This is a great example of the rare Smiths automatic. This watch has a 9 carat gold case and is hallmarked in Edinburgh for 1964. The silvered dial of this watch is clean with a nice tone and good, clear printing. The hands are original and are in similarly fine condition.
The case back of the watch bears a a presentation inscription to Mr J. Ranson from masonic lodge 858, which is in Harrow just outside London. I’ve been unable to turn up any information about Mr Ranson, but he was clearly valued by the members of the lodge as this was an expensive watch when it was given to him.
The automatic movement was the apex of technical development by Smiths, indeed Smiths were the only English watch manufacturer to ever produce an automatic movement. It was developed in the late 1950s in keeping to the general adoption of automatic movements by the Swiss watch industry. The cal 104G automatic movement was built on Smiths’ calibre 104 manual wind movement, designed from the outset to be adaptable to take an automatic winding module. The automatic winding system was copied from the IWC cal 853 movement, something which landed Smiths with a hefty bill for patent infringement. The automatic watch was Smiths’ most expensive model and was available in a gold or stainless steel case.

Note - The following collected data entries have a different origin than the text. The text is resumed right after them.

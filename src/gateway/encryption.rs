//! `xsalsa20_poly1305_lite` packet sealing.
//!
//! The 24-byte nonce is four random bytes followed by twenty zeros; only the
//! four bytes travel with the packet. The sealed body is laid out as
//! `ciphertext | tag(16) | nonce prefix(4)`.

use rand::RngCore;
use xsalsa20poly1305::{
    XSalsa20Poly1305,
    aead::{AeadInPlace, KeyInit, generic_array::GenericArray},
};

use crate::{
    common::errors::{GatewayError, GatewayResult},
    gateway::{
        constants::{LITE_NONCE_LEN, NONCE_LEN, TAG_LEN},
        params::SessionKey,
    },
};

fn lite_nonce(prefix: [u8; LITE_NONCE_LEN]) -> [u8; NONCE_LEN] {
    let mut nonce = [0u8; NONCE_LEN];
    nonce[..LITE_NONCE_LEN].copy_from_slice(&prefix);
    nonce
}

pub struct LiteCipher {
    cipher: XSalsa20Poly1305,
}

impl LiteCipher {
    pub fn new(key: &SessionKey) -> Self {
        Self {
            cipher: XSalsa20Poly1305::new(GenericArray::from_slice(key.as_bytes())),
        }
    }

    /// Seals `payload` with a fresh random nonce and appends the body to
    /// `packet`, which normally already holds the RTP header.
    pub fn seal_into(&self, payload: &[u8], packet: &mut Vec<u8>) -> GatewayResult<()> {
        let mut prefix = [0u8; LITE_NONCE_LEN];
        rand::thread_rng().fill_bytes(&mut prefix);
        self.seal_with_prefix(payload, prefix, packet)
    }

    pub fn seal_with_prefix(
        &self,
        payload: &[u8],
        prefix: [u8; LITE_NONCE_LEN],
        packet: &mut Vec<u8>,
    ) -> GatewayResult<()> {
        let start = packet.len();
        packet.extend_from_slice(payload);

        let nonce = lite_nonce(prefix);
        let sealed = self.cipher.encrypt_in_place_detached(
            GenericArray::from_slice(&nonce),
            b"",
            &mut packet[start..],
        );

        match sealed {
            Ok(tag) => {
                packet.extend_from_slice(&tag);
                packet.extend_from_slice(&prefix);
                Ok(())
            }
            Err(_) => {
                packet.truncate(start);
                Err(GatewayError::EncryptionFailure)
            }
        }
    }

    /// Opens a body produced by [`seal_into`](Self::seal_into).
    pub fn open(&self, body: &[u8]) -> GatewayResult<Vec<u8>> {
        if body.len() < TAG_LEN + LITE_NONCE_LEN {
            return Err(GatewayError::EncryptionFailure);
        }

        let (sealed, prefix) = body.split_at(body.len() - LITE_NONCE_LEN);
        let (ciphertext, tag) = sealed.split_at(sealed.len() - TAG_LEN);

        let mut prefix_bytes = [0u8; LITE_NONCE_LEN];
        prefix_bytes.copy_from_slice(prefix);
        let nonce = lite_nonce(prefix_bytes);

        let mut plaintext = ciphertext.to_vec();
        self.cipher
            .decrypt_in_place_detached(
                GenericArray::from_slice(&nonce),
                b"",
                &mut plaintext,
                GenericArray::from_slice(tag),
            )
            .map_err(|_| GatewayError::EncryptionFailure)?;
        Ok(plaintext)
    }
}

/// Decrypts the body of a lite-mode media packet (everything after the RTP
/// header).
pub fn open_lite(key: &SessionKey, body: &[u8]) -> GatewayResult<Vec<u8>> {
    LiteCipher::new(key).open(body)
}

The dial is signed Everest, which Smiths reserved for their premium watches, it refers to the fact that Edmund Hillary carried a Smiths watch on the historic first ascent of Everest in 1953 (he also carried a Rolex, somewhat to the frustration of both brands it doesn’t appear that he actually wore either of them!) The watch comes with the correct Smiths box, signed Automatic in the red silk.
The watch has been fully serviced and regulated and the time keeping is first class. It is supplied with a vintage leather strap, I can supply a new one on request, but this just looks correct to my eyes. This is a very rare watch, perfect for the person who cherishes the tradition of English-made craftsmanship.
Case diameter (excluding winding crown): 34mm
Case material: 9 carat gold (hallmarked 1964)
strap width: 18mm
time keeping: grade A
Smiths were the last English producers of quality watches. Their watches aren't very well known today because it's over 30 years since they stopped manufacture, but the quality of their watches bears comparison with anything the Swiss were producing. Smiths produced a variety of styles of watch for both ladies and gentlemen in chrome, steel, silver and gold cases. The gold cased watches were particularly popular as long-service presentation gifts and the casebacks are often engraved with a presentation inscription. We don't remove these inscriptions as we feel they are an important part of the story of each watch. They developed an automatic movement watch and also were contracted by the British army to produce a wristwatch for general service use (the automatic and the military Smiths are amongst the most sought after and command high prices).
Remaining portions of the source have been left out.